The Blemmyes (Βλέμμυες or Βλέμυες, Blémues /el/, Latin: Blemmyae) were an Eastern Desert people who appeared in written sources from the 7th century BC until the 8th century AD. By the late 4th century, they had occupied Lower Nubia and established a kingdom. From inscriptions in the temple of Isis at Philae, a considerable amount is known about the structure of the Blemmyan state.

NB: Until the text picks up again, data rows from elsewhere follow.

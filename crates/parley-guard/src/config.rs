//! Guard configuration loaded from environment variables.
//!
//! Every setting has a default matching the production policy, so the guard
//! works with zero configuration.

use std::collections::HashSet;

use chrono::Duration;
use parley_shared::constants::{
    AUTO_BLOCK_SECS, DEFAULT_FORBIDDEN_TAGS, DEFAULT_MAX_REQUESTS_PER_MINUTE, MAX_FAILED_LOGINS,
    MAX_MESSAGE_LENGTH, RATE_WINDOW_SECS, SECURITY_LOG_CAPACITY, SESSION_TIMEOUT_SECS,
};

use crate::session::ActivitySignal;

#[derive(Debug, Clone)]
pub struct GuardConfig {
    /// Calls admitted per rolling window.
    /// Env: `PARLEY_MAX_REQUESTS_PER_MINUTE`
    pub max_requests_per_minute: usize,

    /// Length of the rolling rate-limit window.
    pub rate_window: Duration,

    /// Maximum message length in characters.
    /// Env: `PARLEY_MAX_MESSAGE_LENGTH`
    pub max_message_length: usize,

    /// Tags rejected when they appear as an opening tag (lowercase).
    /// Env: `PARLEY_FORBIDDEN_TAGS` (comma separated)
    pub forbidden_tags: Vec<String>,

    /// Consecutive failures before an identity is blocked.
    /// Env: `PARLEY_MAX_FAILED_LOGINS`
    pub max_failed_logins: u32,

    /// How long a blocked identity stays blocked.
    /// Env: `PARLEY_AUTO_BLOCK_SECS`
    pub auto_block_duration: Duration,

    /// Idle time after which the session is ended.
    /// Env: `PARLEY_SESSION_TIMEOUT_SECS`
    pub session_timeout: Duration,

    /// Signals that count as user activity.
    pub activity_signals: HashSet<ActivitySignal>,

    /// Security events kept in memory.
    pub security_log_capacity: usize,
}

impl Default for GuardConfig {
    fn default() -> Self {
        Self {
            max_requests_per_minute: DEFAULT_MAX_REQUESTS_PER_MINUTE,
            rate_window: Duration::seconds(RATE_WINDOW_SECS),
            max_message_length: MAX_MESSAGE_LENGTH,
            forbidden_tags: DEFAULT_FORBIDDEN_TAGS.iter().map(|t| t.to_string()).collect(),
            max_failed_logins: MAX_FAILED_LOGINS,
            auto_block_duration: Duration::seconds(AUTO_BLOCK_SECS),
            session_timeout: Duration::seconds(SESSION_TIMEOUT_SECS),
            activity_signals: ActivitySignal::ALL.into_iter().collect(),
            security_log_capacity: SECURITY_LOG_CAPACITY,
        }
    }
}

impl GuardConfig {
    /// Load configuration from environment variables, falling back to defaults.
    pub fn from_env() -> Self {
        Self::from_lookup(|key| std::env::var(key).ok())
    }

    fn from_lookup(lookup: impl Fn(&str) -> Option<String>) -> Self {
        let mut config = Self::default();

        if let Some(n) = parse_var::<usize>(&lookup, "PARLEY_MAX_REQUESTS_PER_MINUTE") {
            config.max_requests_per_minute = n;
        }

        if let Some(n) = parse_var::<usize>(&lookup, "PARLEY_MAX_MESSAGE_LENGTH") {
            config.max_message_length = n;
        }

        if let Some(tags) = lookup("PARLEY_FORBIDDEN_TAGS") {
            let tags: Vec<String> = tags
                .split(',')
                .map(|t| t.trim().to_lowercase())
                .filter(|t| !t.is_empty())
                .collect();
            if !tags.is_empty() {
                config.forbidden_tags = tags;
            }
        }

        if let Some(n) = parse_var::<u32>(&lookup, "PARLEY_MAX_FAILED_LOGINS") {
            config.max_failed_logins = n.max(1);
        }

        if let Some(secs) = parse_var::<i64>(&lookup, "PARLEY_AUTO_BLOCK_SECS") {
            config.auto_block_duration = Duration::seconds(secs);
        }

        if let Some(secs) = parse_var::<i64>(&lookup, "PARLEY_SESSION_TIMEOUT_SECS") {
            config.session_timeout = Duration::seconds(secs);
        }

        config
    }
}

fn parse_var<T: std::str::FromStr>(lookup: &impl Fn(&str) -> Option<String>, key: &str) -> Option<T> {
    let raw = lookup(key)?;
    match raw.trim().parse::<T>() {
        Ok(v) => Some(v),
        Err(_) => {
            tracing::warn!(key, value = %raw, "Invalid value, using default");
            None
        }
    }
}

The Blemmyes are usually identified as one of the components of the archaeological X-Group culture that flourished in Late Antiquity. Their identification with the Beja people who have inhabited the same region since the Middle Ages is generally accepted.

==Origins==
Around 1000 BC a group of people, referred to by archeologists as C-group, migrated from Lower Nubia (the area between present-day Aswan and Wadi Halfa) and settled in Upper Nubia (the Nile Valley north of Dongola in Sudan), where they developed the kingdom of Napata from about 750 BC. For some time this kingdom controlled Egypt too, supplying its 25th Dynasty. Contemporary with them are the archaeological remains of another cultural group, the "pan-grave people." They have been identified with the Medjay of written sources. Sites related to them have been found at Khor Arba'at and Erkowit in the heartland of present-day Beja. The evidence suggests that only a minority of "the pan-grave people" lived in the Nile Valley, where they existed in small enclave communities among the Egyptians and C-group populations, being periodically used as desert scouts, warriors or mine workers. The majority were probably desert nomads, breeding donkeys, sheep and goats. After 600 BC, the Napatan, C-group dynasty lost control over Egypt as well as the then-rather desolate Lower Nubia. The latter area subsequently remained more or less without permanent settlements for four centuries. The main explanation for the hiatus of sedentary population in Lower Nubia has been the drying up of this part of the world, making river valley agriculture difficult. Due to climatic change, the level of the Nile had been lowered to a degree which could only be compensated for at the beginning of the first century AD, when the saqiyah waterwheel was developed. Until then, the area was only sparsely populated by desert nomads. Politically, it was "a sort of no-man's land where caravans, unless they were provided with considerable escort, were delivered to brigands".

==Etymology==

In Nonnus's 5th century epic Dionysiaca, the Blemmyes were said to be named eponymously after King Blemys (Βλέμυς). Additionally, due to the mythical Headless men also using the name Blemmyes, various scholars such as Samuel Bochart and Wolfgang Helck connected the term to the Hebrew term for 'brain' and the Coptic term for 'blind' respectively.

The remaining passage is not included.